Ein Klick sorgt für Schlagzeilen. Letzte Woche markierte Armeechef Thomas Süssli auf der Karriereplattform Linkedin ein Foto von Finanzminister Ueli Maurer mit «gefällt mir». Auf dem Bild trägt der SVP-Bundesrat ein Hemd der Freiheitstrychler. Jener Gruppierung, die an unbewilligten Demonstrationen mit Kuhglocken gegen die behördlichen Schutzmassnahmen demonstriert. Überschrieben ist das Foto mit «Der erste Bundesrat ist aufgewacht!».
Die Aufregung war gross. Ist der Armeechef ein Corona-Skeptiker? Solidarisiert sich nach Bundesrat Maurer nun auch Korpskommandant Süssli mit den Trychlern?
Noch am selben Tag stellte Süssli auf Linkedin klar: «Heute Morgen habe ich aus Versehen beim Scrollen durch LinkedIn ein Post geliked.» Als Chef der Armee stehe er vollumfänglich hinter der Corona-Politik des Bundes.Der Fall zeigt: Die Strahlkraft der sozialen Medien ist ungebrochen. Im Jahr 2021 reicht ein Klick, um die Reputation einer ganzen Institution zu gefährden.
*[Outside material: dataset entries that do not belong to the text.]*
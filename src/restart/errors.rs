//! # Restart Errors

use thiserror::Error;

use crate::schedule::ScheduleError;

/// Result type for restart validation
pub type RestartResult<T> = Result<T, RestartError>;

/// Reasons a restart request is refused before reaching the HA loop
#[derive(Debug, Clone, PartialEq, Eq, Error)]
pub enum RestartError {
    /// Body is not a JSON object
    #[error("{0}")]
    InvalidBody(String),

    #[error("Unknown filter for the scheduled restart: {0}")]
    UnknownFilter(String),

    #[error("PostgreSQL role should be either primary, standby_leader, or replica")]
    InvalidRole,

    #[error("{0}")]
    InvalidVersion(String),

    #[error("Timeout should be a positive number of seconds")]
    InvalidTimeout,

    #[error("Can't schedule restart in the paused state")]
    PausedSchedule,

    #[error(transparent)]
    Schedule(#[from] ScheduleError),
}

impl RestartError {
    /// Returns the HTTP status code for this error
    pub fn status_code(&self) -> u16 {
        match self {
            RestartError::Schedule(err) => err.status_code(),
            _ => 400,
        }
    }
}
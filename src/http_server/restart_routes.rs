//! # Restart Routes
//!
//! Immediate and scheduled restarts of the local PostgreSQL.

use std::sync::Arc;

use axum::{
    body::Bytes,
    extract::State,
    response::Response,
    routing::post,
    Router,
};
use chrono::Utc;
use tracing::{error, info};

use crate::restart::{RestartError, RestartRequest};

use super::errors::{parse_json_body, text_response, ApiError};
use super::state::ApiState;

/// Build the restart router
pub fn restart_routes(state: Arc<ApiState>) -> Router {
    Router::new()
        .route("/restart", post(restart).delete(delete_restart))
        .with_state(state)
}

/// POST /restart
async fn restart(State(state): State<Arc<ApiState>>, body: Bytes) -> Result<Response, ApiError> {
    let body = parse_json_body(&body)?;
    let body = body
        .as_object()
        .ok_or_else(|| RestartError::InvalidBody("Request body must be a JSON object".into()))?;
    let paused = state.snapshot.settings().paused;
    let request = RestartRequest::from_json(body, paused, Utc::now())?;

    if request.is_scheduled() {
        return Ok(if state.ha.schedule_future_restart(&request) {
            info!(schedule = ?request.schedule, "restart scheduled");
            text_response(202, "Restart scheduled")
        } else {
            text_response(409, "Another restart is already scheduled")
        });
    }

    let ha = Arc::clone(&state.ha);
    let result = tokio::task::spawn_blocking(move || ha.restart(&request)).await?;
    Ok(match result {
        Ok((true, message)) => text_response(200, message),
        Ok((false, message)) => text_response(503, message),
        Err(err) => {
            error!(error = %err, "restart failed");
            text_response(500, "restart failed")
        }
    })
}

/// DELETE /restart
async fn delete_restart(State(state): State<Arc<ApiState>>) -> Response {
    if state.ha.delete_future_restart() {
        text_response(200, "scheduled restart deleted")
    } else {
        text_response(404, "no restarts are scheduled")
    }
}
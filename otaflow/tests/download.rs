/*
 * SPDX-FileCopyrightText: 2026 otaflow contributors
 * SPDX-License-Identifier: GPL-3.0-only
 */

mod common;

use std::{
    fs,
    io::{BufRead, BufReader, Write},
    net::TcpListener,
    path::{Path, PathBuf},
    sync::atomic::AtomicBool,
    thread::{self, JoinHandle},
};

use anyhow::Result;

use otaflow::{
    download::{self, DownloadOutcome, OtaFetcher, ProgressDisplay},
    selection::{BuildSelection, BuildType, Device},
    store::ArtifactStore,
};

use common::{StubFetcher, touch};

#[derive(Default)]
struct NullDisplay;

impl ProgressDisplay for NullDisplay {
    fn progress(&mut self, _current: u64, _total: u64) {}

    fn error(&mut self, _msg: &str) {}

    fn finish(&mut self) {}
}

/// Fetcher that races another writer: the destination OTA is created while
/// the download is still in progress.
struct RacingFetcher {
    destination: PathBuf,
}

impl OtaFetcher for RacingFetcher {
    fn fetch(&mut self, _url: &str, output: &Path) -> Result<()> {
        fs::write(&self.destination, b"from another writer")?;
        fs::write(output, b"downloaded")?;

        Ok(())
    }
}

/// Serve a single canned HTTP response on a loopback port. Returns the base
/// URL and a handle that yields the request line.
fn serve_once(response: Vec<u8>) -> (String, JoinHandle<String>) {
    let listener = TcpListener::bind("127.0.0.1:0").unwrap();
    let addr = listener.local_addr().unwrap();

    let handle = thread::spawn(move || {
        let (stream, _) = listener.accept().unwrap();
        let mut reader = BufReader::new(stream);

        let mut request_line = String::new();
        reader.read_line(&mut request_line).unwrap();

        loop {
            let mut line = String::new();
            let n = reader.read_line(&mut line).unwrap();
            if n == 0 || line == "\r\n" {
                break;
            }
        }

        let mut stream = reader.into_inner();
        stream.write_all(&response).unwrap();
        stream.flush().unwrap();

        request_line
    });

    (format!("http://{addr}"), handle)
}

fn ok_response(body: &[u8]) -> Vec<u8> {
    let mut response = format!(
        "HTTP/1.1 200 OK\r\nContent-Length: {}\r\nConnection: close\r\n\r\n",
        body.len(),
    )
    .into_bytes();
    response.extend_from_slice(body);
    response
}

fn selection() -> BuildSelection {
    BuildSelection {
        build_type: BuildType::Aosp,
        device: Device::Oriole,
        version: "TQ3A".to_owned(),
        id: "230901.001".to_owned(),
    }
}

#[test]
fn download_file_writes_body() {
    let body = b"not really an OTA".repeat(1000);
    let (base, handle) = serve_once(ok_response(&body));

    let temp_dir = tempfile::tempdir().unwrap();
    let output = temp_dir.path().join("ota.zip");

    let n = download::download_file(
        &format!("{base}/ota.zip"),
        &output,
        &mut NullDisplay,
        &AtomicBool::new(false),
    )
    .unwrap();

    assert_eq!(n, body.len() as u64);
    assert_eq!(fs::read(&output).unwrap(), body);
    assert!(handle.join().unwrap().starts_with("GET /ota.zip "));
}

#[test]
fn download_file_rejects_error_status() {
    let (base, handle) = serve_once(
        b"HTTP/1.1 404 Not Found\r\nContent-Length: 0\r\nConnection: close\r\n\r\n".to_vec(),
    );

    let temp_dir = tempfile::tempdir().unwrap();
    let output = temp_dir.path().join("ota.zip");

    let e = download::download_file(
        &format!("{base}/missing.zip"),
        &output,
        &mut NullDisplay,
        &AtomicBool::new(false),
    )
    .unwrap_err();

    assert!(e.to_string().contains("404"), "{e:#}");
    assert!(!output.exists());
    handle.join().unwrap();
}

#[test]
fn existing_ota_is_not_downloaded_again() {
    let temp_dir = tempfile::tempdir().unwrap();
    let store = ArtifactStore::new(temp_dir.path());
    let selection = selection();
    let ota = store.ota_path(&selection);
    touch(&ota);
    fs::write(&ota, b"original").unwrap();

    let mut fetcher = StubFetcher::new(b"replacement");
    let outcome = download::download_ota(
        &store,
        &selection,
        "https://dl.google.com/dl/android/aosp/oriole-ota.zip",
        &mut fetcher,
    )
    .unwrap();

    assert_eq!(outcome, DownloadOutcome::AlreadyPresent(ota.clone()));
    assert!(fetcher.requests.is_empty());
    assert_eq!(fs::read(&ota).unwrap(), b"original");
}

#[test]
fn invalid_url_is_not_fetched() {
    let temp_dir = tempfile::tempdir().unwrap();
    let store = ArtifactStore::new(temp_dir.path());
    let selection = selection();

    let mut fetcher = StubFetcher::new(b"payload");
    let outcome = download::download_ota(
        &store,
        &selection,
        "ftp://mirror.example.org/oriole-ota.zip",
        &mut fetcher,
    )
    .unwrap();

    assert_eq!(outcome, DownloadOutcome::InvalidUrl);
    assert!(fetcher.requests.is_empty());
    assert!(!store.version_dir(&selection).exists());
}

#[test]
fn download_named_like_destination() {
    let temp_dir = tempfile::tempdir().unwrap();
    let store = ArtifactStore::new(temp_dir.path());
    let selection = selection();

    let mut fetcher = StubFetcher::new(b"payload");
    let outcome = download::download_ota(
        &store,
        &selection,
        " https://releases.grapheneos.org/230901.001.zip\n",
        &mut fetcher,
    )
    .unwrap();

    let version_dir = store.version_dir(&selection);
    assert_eq!(
        outcome,
        DownloadOutcome::Downloaded {
            download: version_dir.join("230901.001.zip.download"),
            ota: version_dir.join("230901.001.zip"),
        }
    );
    assert_eq!(fetcher.requests[0].0, "https://releases.grapheneos.org/230901.001.zip");
    assert_eq!(fs::read(store.ota_path(&selection)).unwrap(), b"payload");
}

#[test]
fn ota_created_during_download_is_kept() {
    let temp_dir = tempfile::tempdir().unwrap();
    let store = ArtifactStore::new(temp_dir.path());
    let selection = selection();
    let ota = store.ota_path(&selection);

    let mut fetcher = RacingFetcher {
        destination: ota.clone(),
    };
    let outcome = download::download_ota(
        &store,
        &selection,
        "https://dl.google.com/dl/android/aosp/oriole-ota.zip",
        &mut fetcher,
    )
    .unwrap();

    assert_eq!(outcome, DownloadOutcome::AlreadyPresent(ota.clone()));
    assert_eq!(fs::read(&ota).unwrap(), b"from another writer");
    assert_eq!(
        fs::read(store.version_dir(&selection).join("oriole-ota.zip")).unwrap(),
        b"downloaded"
    );
}
/*
 * SPDX-FileCopyrightText: 2026 otaflow contributors
 * SPDX-License-Identifier: GPL-3.0-only
 */

use std::{
    collections::VecDeque,
    fs::{self, File},
    io::{self, BufWriter, Read, Write},
    path::{Path, PathBuf},
    sync::atomic::{AtomicBool, Ordering},
    time::{Duration, Instant},
};

use anyhow::{Context, Result, bail};
use tracing::{debug, info, warn};

use crate::{selection::BuildSelection, store::ArtifactStore};

const CHUNK_SIZE: usize = 64 * 1024;

const TIMEOUT: Duration = Duration::from_secs(30);

pub trait ProgressDisplay {
    /// `total` is 0 when the server did not report a length.
    fn progress(&mut self, current: u64, total: u64);

    fn error(&mut self, msg: &str);

    fn finish(&mut self);
}

pub struct BasicProgressDisplay {
    interval: Duration,
    last_render: Instant,
    avg: VecDeque<(Instant, u64)>,
}

// Speed is a simple moving average over 5 seconds.
static AVG_INTERVAL: Duration = Duration::from_millis(100);
static AVG_WINDOW_SIZE: usize = 5000 / AVG_INTERVAL.as_millis() as usize;

impl BasicProgressDisplay {
    pub fn new(interval: Duration) -> Self {
        Self {
            interval,
            last_render: Instant::now() - interval,
            avg: VecDeque::new(),
        }
    }

    fn clear_line(&self) {
        eprint!("\x1b[2K\r");
    }

    fn speed_mib_s(&self) -> f64 {
        let (Some(front), Some(back)) = (self.avg.front(), self.avg.back()) else {
            return 0.0;
        };

        let avg_window_mib = (back.1 - front.1) as f64 / 1024.0 / 1024.0;
        let avg_window_duration = back.0 - front.0;

        if avg_window_duration.is_zero() {
            0.0
        } else {
            avg_window_mib / avg_window_duration.as_secs_f64()
        }
    }
}

impl ProgressDisplay for BasicProgressDisplay {
    fn progress(&mut self, current: u64, total: u64) {
        let now = Instant::now();

        if self
            .avg
            .back()
            .is_none_or(|(last, _)| now - *last > AVG_INTERVAL)
        {
            if self.avg.len() == AVG_WINDOW_SIZE {
                self.avg.pop_front();
            }

            self.avg.push_back((now, current));
        }

        if now - self.last_render > self.interval {
            let current_mib = current as f64 / 1024.0 / 1024.0;
            let speed_mib_s = self.speed_mib_s();

            self.clear_line();
            if total == 0 {
                eprint!("{current_mib:.1} MiB ({speed_mib_s:.1} MiB/s)");
            } else {
                let total_mib = total as f64 / 1024.0 / 1024.0;
                eprint!("{current_mib:.1} / {total_mib:.1} MiB ({speed_mib_s:.1} MiB/s)");
            }

            self.last_render = now;
        }
    }

    fn error(&mut self, msg: &str) {
        self.clear_line();
        eprintln!("{msg}");
    }

    fn finish(&mut self) {
        self.clear_line();
    }
}

/// Which known OTA host a URL points to.
#[derive(Clone, Copy, Debug, PartialEq, Eq)]
pub enum UrlKind {
    Google,
    GrapheneOs,
    Invalid,
}

pub fn classify(url: &str) -> UrlKind {
    if url.contains("dl.google.com") {
        UrlKind::Google
    } else if url.contains("releases.grapheneos.org") {
        UrlKind::GrapheneOs
    } else {
        UrlKind::Invalid
    }
}

/// Last path component of a URL, ignoring any query string or fragment.
pub fn url_file_name(url: &str) -> Option<&str> {
    let end = url.find(['?', '#']).unwrap_or(url.len());
    let name = url[..end].rsplit('/').next()?;

    if name.is_empty() || name == "." || name == ".." || name.contains('\\') {
        None
    } else {
        Some(name)
    }
}

fn delete_if_exists(path: &Path) -> Result<()> {
    if let Err(e) = fs::remove_file(path) {
        if e.kind() != io::ErrorKind::NotFound {
            return Err(e).context(format!("Failed to delete file: {path:?}"));
        }
    }

    Ok(())
}

fn copy_response(
    mut response: impl Read,
    writer: &mut impl Write,
    total: u64,
    display: &mut dyn ProgressDisplay,
    cancel_signal: &AtomicBool,
) -> Result<u64> {
    let mut buf = vec![0u8; CHUNK_SIZE];
    let mut current = 0u64;

    display.progress(current, total);

    loop {
        if cancel_signal.load(Ordering::SeqCst) {
            bail!("Received cancel signal");
        }

        let n = match response.read(&mut buf) {
            Ok(0) => break,
            Ok(n) => n,
            Err(e) if e.kind() == io::ErrorKind::Interrupted => continue,
            Err(e) => {
                return Err(e).with_context(|| format!("Failed to download at offset {current}"));
            }
        };

        writer
            .write_all(&buf[..n])
            .with_context(|| format!("Failed to write {n} bytes at offset {current}"))?;

        current += n as u64;
        display.progress(current, total);
    }

    if total != 0 && current != total {
        bail!("Expected {total} bytes, but received {current} bytes");
    }

    Ok(current)
}

/// Download `url` to `output` with a single streaming GET request. Progress is
/// reported against the `Content-Length` header, if any. A non-success status
/// aborts the download without retrying. A partially written `output` is
/// removed on failure. Returns the number of bytes written.
pub fn download_file(
    url: &str,
    output: &Path,
    display: &mut dyn ProgressDisplay,
    cancel_signal: &AtomicBool,
) -> Result<u64> {
    let response = attohttpc::get(url)
        .connect_timeout(TIMEOUT)
        .read_timeout(TIMEOUT)
        .send()
        .with_context(|| format!("Failed to start download: {url}"))?;

    let status = response.status();
    if !status.is_success() {
        bail!("Download failed with HTTP status code {}: {url}", status.as_u16());
    }

    let total = response
        .headers()
        .get("Content-Length")
        .and_then(|h| h.to_str().ok())
        .and_then(|h| h.parse().ok())
        .unwrap_or(0);

    debug!("Downloading {total} bytes from {url} to {output:?}");

    let file =
        File::create(output).with_context(|| format!("Failed to open for writing: {output:?}"))?;
    let mut writer = BufWriter::new(file);

    let result = copy_response(response, &mut writer, total, display, cancel_signal)
        .and_then(|n| {
            writer
                .flush()
                .with_context(|| format!("Failed to flush: {output:?}"))?;
            Ok(n)
        });

    match result {
        Ok(n) => {
            display.finish();
            Ok(n)
        }
        Err(e) => {
            display.error(&format!("Download failed: {url}"));
            drop(writer);
            if let Err(delete_err) = delete_if_exists(output) {
                warn!("{delete_err:?}");
            }
            Err(e)
        }
    }
}

/// Source of OTA payloads. This is a seam so the interactive flow can be
/// driven without network access.
pub trait OtaFetcher {
    fn fetch(&mut self, url: &str, output: &Path) -> Result<()>;
}

/// [`OtaFetcher`] that performs real HTTP downloads.
pub struct HttpFetcher<'a> {
    cancel_signal: &'a AtomicBool,
}

impl<'a> HttpFetcher<'a> {
    pub fn new(cancel_signal: &'a AtomicBool) -> Self {
        Self { cancel_signal }
    }
}

impl OtaFetcher for HttpFetcher<'_> {
    fn fetch(&mut self, url: &str, output: &Path) -> Result<()> {
        let mut display = BasicProgressDisplay::new(Duration::from_millis(50));

        download_file(url, output, &mut display, self.cancel_signal)?;

        Ok(())
    }
}

#[derive(Clone, Debug, PartialEq, Eq)]
pub enum DownloadOutcome {
    /// The OTA was downloaded and copied into the store.
    Downloaded { download: PathBuf, ota: PathBuf },
    /// `<id>.zip` already existed. Nothing was downloaded or overwritten.
    AlreadyPresent(PathBuf),
    /// The URL does not point to a known OTA host. Nothing was downloaded.
    InvalidUrl,
}

/// Download an OTA for `selection` into the store.
///
/// The payload is saved under its URL file name in the version directory and
/// then copied to `<id>.zip`. An existing `<id>.zip` is never overwritten and
/// is checked before any network request is made.
pub fn download_ota(
    store: &ArtifactStore,
    selection: &BuildSelection,
    url: &str,
    fetcher: &mut dyn OtaFetcher,
) -> Result<DownloadOutcome> {
    let url = url.trim();

    let kind = classify(url);
    if kind == UrlKind::Invalid {
        return Ok(DownloadOutcome::InvalidUrl);
    }

    let destination = store.ota_path(selection);
    if destination.exists() {
        info!("OTA already present, skipping download: {destination:?}");
        return Ok(DownloadOutcome::AlreadyPresent(destination));
    }

    let version_dir = store.version_dir(selection);
    fs::create_dir_all(&version_dir)
        .with_context(|| format!("Failed to create directory: {version_dir:?}"))?;

    let dest_name = format!("{}.zip", selection.id);
    let download_name = match url_file_name(url) {
        Some(n) if n != dest_name => n.to_owned(),
        _ => format!("{dest_name}.download"),
    };
    let download = version_dir.join(download_name);

    info!("Downloading {kind:?} OTA to {download:?}");

    fetcher
        .fetch(url, &download)
        .with_context(|| format!("Failed to download OTA: {url}"))?;

    if destination.exists() {
        warn!("OTA appeared during download, leaving it untouched: {destination:?}");
        return Ok(DownloadOutcome::AlreadyPresent(destination));
    }

    fs::copy(&download, &destination)
        .with_context(|| format!("Failed to copy {download:?} to {destination:?}"))?;

    Ok(DownloadOutcome::Downloaded {
        download,
        ota: destination,
    })
}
Das weiss auch Verteidigungsministerin Viola Amherd. Mitte Januar beauftragte sie die interne Revision des VBS, die Regeln im Umgang mit sozialen Medien in ihrem Departement zu überprüfen.
Das Ergebnis ist ein Kontrollbericht. Er ist datiert auf den 18. August und liegt SonntagsBlick vor. Darin empfehlen die Prüfer, Grundsätze für die Bewirtschaftung von Social Media im VBS auszuarbeiten. Basierend darauf soll die Armee eine Social-Media-Strategie erstellen, die definiert, was auf welchen Kanälen für welches Zielpublikum vermittelt wird. Am 6. September – just eine Woche vor dem missratenen Like des Armeechefs – befahl Amherd eben diesem in einem Brief, die Empfehlungen bis Mitte 2022 umzusetzen.
Nicht nur Risiken, sondern auch viele Chancen
Laut dem Prüfbericht bergen die sozialen Medien für die Armee nicht nur Risiken, sondern auch viele Chancen. Eine Studie der Militärakademie (Milak) der ETH Zürich kam kürzlich zum Schluss, dass die Social-Media-Präsenz der Armee das Ansehen des Militärs positiv beeinflusse. Die Bevölkerung nimmt die Armee dadurch volksnaher und moderner wahr.
Ziel hinter der Social-Media-Offensive der Armee ist auch, Bürgerinnen und Bürger zu motivieren, Militärdienst zu leisten. Insbesondere junge Menschen sollen angesprochen werden. Doch genau dort hapert es laut Bericht. Denn während die Armee knapp 250 Kanäle auf Facebook, Instagram, Youtube und Twitter betreibt, ist sie auf der chinesischen Unterhaltungs-App Tiktok überhaupt nicht präsent. Die Kontrolleure bemängeln: «Wir hätten erwartet, dass Tiktok, gerade wenn das Ansprechen von Jugendlichen im Vordergrund steht, eine wichtige Rolle spielt.»
Produziert die Armee also bald Tiktok-Videos? Sprecher Daniel Reist sagt: «Falls wir der Überzeugung sind, dass Tiktok für uns einen Mehrwert generieren würde, dann werden wir es in Betracht ziehen.»